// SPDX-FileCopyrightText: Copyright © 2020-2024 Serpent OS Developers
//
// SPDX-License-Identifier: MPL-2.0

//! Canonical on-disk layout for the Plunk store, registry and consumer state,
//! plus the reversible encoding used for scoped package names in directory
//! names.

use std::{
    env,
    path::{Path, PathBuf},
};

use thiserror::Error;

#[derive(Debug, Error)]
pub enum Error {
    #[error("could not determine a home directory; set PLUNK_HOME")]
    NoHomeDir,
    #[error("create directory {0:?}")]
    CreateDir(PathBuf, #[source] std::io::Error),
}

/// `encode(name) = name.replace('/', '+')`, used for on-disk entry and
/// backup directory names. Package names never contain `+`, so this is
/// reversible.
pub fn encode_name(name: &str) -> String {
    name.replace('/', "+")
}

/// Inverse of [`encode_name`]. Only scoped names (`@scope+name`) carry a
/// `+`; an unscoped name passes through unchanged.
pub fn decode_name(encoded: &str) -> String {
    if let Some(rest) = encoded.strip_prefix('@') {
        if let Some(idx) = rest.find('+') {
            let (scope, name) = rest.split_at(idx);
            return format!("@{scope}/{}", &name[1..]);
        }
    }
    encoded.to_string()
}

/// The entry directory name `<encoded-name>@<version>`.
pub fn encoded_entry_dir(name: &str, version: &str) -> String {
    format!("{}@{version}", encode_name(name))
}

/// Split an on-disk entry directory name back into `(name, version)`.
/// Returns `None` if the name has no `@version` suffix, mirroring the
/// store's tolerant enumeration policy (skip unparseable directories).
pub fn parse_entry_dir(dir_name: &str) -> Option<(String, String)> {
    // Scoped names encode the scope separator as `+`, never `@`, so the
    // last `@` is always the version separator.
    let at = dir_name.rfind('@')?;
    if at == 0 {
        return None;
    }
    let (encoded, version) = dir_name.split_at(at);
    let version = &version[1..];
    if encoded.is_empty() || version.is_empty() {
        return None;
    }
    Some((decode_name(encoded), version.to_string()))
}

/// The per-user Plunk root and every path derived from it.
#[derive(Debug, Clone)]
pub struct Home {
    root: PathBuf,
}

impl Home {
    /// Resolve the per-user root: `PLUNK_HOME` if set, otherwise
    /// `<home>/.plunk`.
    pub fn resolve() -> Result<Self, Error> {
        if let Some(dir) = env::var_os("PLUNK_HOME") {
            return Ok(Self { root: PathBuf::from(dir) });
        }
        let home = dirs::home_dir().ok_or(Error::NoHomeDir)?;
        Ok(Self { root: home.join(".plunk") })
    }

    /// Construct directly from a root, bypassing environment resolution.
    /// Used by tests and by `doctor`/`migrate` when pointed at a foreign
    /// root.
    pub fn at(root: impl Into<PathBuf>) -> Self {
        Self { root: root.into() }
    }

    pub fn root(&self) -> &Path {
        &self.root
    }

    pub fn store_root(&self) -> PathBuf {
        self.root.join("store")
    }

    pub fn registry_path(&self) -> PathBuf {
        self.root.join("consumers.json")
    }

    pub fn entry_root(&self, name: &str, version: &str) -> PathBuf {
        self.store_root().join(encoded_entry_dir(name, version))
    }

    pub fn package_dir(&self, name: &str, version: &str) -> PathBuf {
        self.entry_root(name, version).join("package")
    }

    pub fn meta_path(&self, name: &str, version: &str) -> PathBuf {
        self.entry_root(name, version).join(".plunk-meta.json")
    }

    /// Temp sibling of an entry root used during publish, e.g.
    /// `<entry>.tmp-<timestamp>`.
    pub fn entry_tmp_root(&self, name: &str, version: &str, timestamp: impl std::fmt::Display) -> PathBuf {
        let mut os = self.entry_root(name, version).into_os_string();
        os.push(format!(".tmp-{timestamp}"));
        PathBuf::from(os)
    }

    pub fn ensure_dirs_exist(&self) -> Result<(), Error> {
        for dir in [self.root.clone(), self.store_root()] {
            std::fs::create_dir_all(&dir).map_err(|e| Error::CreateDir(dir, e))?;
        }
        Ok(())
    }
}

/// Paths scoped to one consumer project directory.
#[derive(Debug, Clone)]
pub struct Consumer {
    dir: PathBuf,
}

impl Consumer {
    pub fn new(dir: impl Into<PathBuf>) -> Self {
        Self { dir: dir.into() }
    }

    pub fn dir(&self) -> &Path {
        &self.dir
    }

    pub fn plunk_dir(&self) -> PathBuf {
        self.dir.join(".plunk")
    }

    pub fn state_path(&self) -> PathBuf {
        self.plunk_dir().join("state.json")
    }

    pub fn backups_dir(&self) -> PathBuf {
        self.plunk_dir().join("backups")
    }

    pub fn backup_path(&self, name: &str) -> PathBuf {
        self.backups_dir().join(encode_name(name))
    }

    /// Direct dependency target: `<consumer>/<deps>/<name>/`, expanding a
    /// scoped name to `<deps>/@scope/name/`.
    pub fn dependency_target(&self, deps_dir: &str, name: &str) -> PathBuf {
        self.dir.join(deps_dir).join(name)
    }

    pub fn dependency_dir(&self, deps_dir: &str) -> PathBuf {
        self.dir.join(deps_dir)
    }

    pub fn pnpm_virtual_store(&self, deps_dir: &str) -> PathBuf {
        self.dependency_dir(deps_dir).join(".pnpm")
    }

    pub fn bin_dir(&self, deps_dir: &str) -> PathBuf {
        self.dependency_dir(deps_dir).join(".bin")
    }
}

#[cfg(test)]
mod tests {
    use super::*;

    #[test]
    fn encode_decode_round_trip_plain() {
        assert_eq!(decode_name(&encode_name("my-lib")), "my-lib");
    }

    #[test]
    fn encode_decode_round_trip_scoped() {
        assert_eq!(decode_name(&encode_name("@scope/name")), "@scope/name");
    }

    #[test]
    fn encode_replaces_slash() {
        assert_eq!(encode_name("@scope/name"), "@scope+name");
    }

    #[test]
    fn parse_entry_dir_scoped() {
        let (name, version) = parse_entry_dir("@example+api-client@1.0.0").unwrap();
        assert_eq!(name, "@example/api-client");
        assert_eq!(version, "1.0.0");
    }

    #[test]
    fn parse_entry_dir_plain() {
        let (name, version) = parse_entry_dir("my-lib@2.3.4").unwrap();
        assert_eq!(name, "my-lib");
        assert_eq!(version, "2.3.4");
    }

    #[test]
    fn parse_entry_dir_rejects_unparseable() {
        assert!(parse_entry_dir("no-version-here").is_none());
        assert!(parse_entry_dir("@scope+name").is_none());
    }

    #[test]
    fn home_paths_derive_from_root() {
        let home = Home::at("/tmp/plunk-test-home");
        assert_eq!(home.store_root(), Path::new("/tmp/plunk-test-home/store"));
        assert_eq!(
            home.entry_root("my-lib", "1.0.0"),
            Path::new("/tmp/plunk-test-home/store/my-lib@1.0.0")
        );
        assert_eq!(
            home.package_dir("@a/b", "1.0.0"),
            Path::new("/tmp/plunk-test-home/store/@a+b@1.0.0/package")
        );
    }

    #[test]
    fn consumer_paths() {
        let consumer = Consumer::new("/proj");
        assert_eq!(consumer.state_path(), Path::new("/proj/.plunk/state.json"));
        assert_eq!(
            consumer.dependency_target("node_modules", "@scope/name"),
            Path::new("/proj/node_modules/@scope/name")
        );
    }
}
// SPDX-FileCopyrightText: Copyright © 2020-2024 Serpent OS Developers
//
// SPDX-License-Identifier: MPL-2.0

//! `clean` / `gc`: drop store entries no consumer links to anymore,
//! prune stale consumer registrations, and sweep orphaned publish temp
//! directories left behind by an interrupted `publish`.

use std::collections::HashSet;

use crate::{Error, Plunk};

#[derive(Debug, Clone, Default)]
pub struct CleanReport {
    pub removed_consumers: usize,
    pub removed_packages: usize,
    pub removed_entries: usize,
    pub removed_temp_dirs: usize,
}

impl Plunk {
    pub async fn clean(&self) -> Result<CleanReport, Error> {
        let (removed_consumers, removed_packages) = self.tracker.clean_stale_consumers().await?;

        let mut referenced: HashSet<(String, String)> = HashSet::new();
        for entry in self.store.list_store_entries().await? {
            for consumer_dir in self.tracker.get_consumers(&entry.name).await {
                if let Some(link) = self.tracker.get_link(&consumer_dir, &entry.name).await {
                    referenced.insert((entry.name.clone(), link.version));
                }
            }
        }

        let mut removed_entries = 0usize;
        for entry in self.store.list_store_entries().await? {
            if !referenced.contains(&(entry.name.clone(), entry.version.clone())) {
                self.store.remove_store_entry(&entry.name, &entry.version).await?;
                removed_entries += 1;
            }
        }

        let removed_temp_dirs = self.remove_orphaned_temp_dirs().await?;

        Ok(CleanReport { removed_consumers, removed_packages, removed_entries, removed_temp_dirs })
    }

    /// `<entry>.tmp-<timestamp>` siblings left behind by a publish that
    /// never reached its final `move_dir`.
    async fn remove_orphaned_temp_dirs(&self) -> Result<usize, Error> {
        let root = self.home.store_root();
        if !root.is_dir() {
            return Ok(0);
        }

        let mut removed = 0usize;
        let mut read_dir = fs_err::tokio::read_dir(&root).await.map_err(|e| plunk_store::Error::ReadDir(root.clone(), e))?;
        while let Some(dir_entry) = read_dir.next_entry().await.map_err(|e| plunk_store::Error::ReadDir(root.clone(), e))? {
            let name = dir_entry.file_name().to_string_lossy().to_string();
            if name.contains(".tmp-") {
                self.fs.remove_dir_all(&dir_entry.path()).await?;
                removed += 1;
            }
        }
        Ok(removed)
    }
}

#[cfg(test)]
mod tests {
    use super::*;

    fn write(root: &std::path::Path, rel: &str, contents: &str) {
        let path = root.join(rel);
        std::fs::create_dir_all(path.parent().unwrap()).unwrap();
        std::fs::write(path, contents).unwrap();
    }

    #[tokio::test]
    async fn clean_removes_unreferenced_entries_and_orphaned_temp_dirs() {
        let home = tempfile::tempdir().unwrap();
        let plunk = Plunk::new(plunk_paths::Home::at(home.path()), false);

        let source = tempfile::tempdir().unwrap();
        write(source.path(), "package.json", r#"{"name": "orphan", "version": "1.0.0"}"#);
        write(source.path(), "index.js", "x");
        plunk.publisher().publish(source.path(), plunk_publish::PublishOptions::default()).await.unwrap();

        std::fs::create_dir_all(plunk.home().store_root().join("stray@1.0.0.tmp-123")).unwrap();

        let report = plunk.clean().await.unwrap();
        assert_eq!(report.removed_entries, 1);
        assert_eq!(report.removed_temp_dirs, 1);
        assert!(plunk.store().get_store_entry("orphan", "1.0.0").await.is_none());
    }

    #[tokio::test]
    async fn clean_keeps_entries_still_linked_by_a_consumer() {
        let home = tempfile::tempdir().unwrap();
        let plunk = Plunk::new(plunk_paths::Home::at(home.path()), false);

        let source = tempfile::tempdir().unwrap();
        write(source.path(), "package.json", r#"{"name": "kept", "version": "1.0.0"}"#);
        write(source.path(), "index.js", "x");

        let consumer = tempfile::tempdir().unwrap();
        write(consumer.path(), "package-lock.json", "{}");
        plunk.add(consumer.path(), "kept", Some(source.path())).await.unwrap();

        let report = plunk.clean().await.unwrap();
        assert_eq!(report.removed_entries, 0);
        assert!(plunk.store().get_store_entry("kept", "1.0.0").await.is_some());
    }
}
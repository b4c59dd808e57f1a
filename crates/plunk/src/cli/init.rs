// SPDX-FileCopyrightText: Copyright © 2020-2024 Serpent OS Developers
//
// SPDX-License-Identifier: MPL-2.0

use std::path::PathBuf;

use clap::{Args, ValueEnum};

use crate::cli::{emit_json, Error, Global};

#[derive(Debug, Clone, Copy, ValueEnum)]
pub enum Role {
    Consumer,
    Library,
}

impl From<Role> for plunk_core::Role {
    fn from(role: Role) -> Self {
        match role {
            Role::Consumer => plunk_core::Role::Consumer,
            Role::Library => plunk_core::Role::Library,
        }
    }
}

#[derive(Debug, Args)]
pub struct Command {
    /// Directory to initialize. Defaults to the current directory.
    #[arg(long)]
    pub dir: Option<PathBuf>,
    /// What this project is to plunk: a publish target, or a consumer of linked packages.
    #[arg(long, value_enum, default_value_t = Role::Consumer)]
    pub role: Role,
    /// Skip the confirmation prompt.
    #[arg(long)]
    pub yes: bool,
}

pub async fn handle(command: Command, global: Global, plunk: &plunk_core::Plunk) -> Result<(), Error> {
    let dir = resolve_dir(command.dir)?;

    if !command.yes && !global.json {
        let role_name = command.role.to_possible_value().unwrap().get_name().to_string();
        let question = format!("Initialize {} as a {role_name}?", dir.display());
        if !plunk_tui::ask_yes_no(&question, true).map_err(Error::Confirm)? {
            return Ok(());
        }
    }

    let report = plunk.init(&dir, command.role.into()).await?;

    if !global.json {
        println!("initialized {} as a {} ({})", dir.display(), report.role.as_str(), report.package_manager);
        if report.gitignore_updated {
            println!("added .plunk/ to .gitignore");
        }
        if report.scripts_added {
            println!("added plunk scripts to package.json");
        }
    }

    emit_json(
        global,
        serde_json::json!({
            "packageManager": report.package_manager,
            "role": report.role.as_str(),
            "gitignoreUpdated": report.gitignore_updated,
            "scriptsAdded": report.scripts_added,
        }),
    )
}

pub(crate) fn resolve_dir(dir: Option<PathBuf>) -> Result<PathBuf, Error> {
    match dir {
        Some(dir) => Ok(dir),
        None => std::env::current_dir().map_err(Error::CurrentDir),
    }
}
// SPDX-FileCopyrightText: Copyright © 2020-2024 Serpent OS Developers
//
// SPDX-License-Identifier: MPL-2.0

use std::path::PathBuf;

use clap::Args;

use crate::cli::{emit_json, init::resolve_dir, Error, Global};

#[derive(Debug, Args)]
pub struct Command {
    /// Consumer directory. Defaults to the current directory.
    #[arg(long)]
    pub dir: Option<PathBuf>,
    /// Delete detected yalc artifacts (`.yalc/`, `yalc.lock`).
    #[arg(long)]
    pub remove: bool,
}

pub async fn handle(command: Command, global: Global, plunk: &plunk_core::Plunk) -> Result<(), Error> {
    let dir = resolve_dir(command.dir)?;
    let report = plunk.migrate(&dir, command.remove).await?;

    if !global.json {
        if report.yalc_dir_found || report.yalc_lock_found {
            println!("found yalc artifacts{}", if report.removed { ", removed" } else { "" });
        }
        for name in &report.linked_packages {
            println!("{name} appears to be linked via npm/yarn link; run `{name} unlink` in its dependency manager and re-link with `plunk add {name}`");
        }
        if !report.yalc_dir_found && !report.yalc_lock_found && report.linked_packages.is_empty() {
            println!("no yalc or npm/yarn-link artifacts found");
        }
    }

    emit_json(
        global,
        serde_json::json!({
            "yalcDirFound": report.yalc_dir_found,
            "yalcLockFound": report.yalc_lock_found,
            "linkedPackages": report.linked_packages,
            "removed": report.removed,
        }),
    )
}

┄┄┄┄┄┄┄┄┄┄┄┄┄┄┄┄┄┄┄┄

**EXERCISE OBJECTIVE:**
Your answer should consist of copies of the lines above that include the string "contains".

**ANSWER FOR THE TASK:**
            if !referenced.contains(&(entry.name.clone(), entry.version.clone())) {
            if name.contains(".tmp-") {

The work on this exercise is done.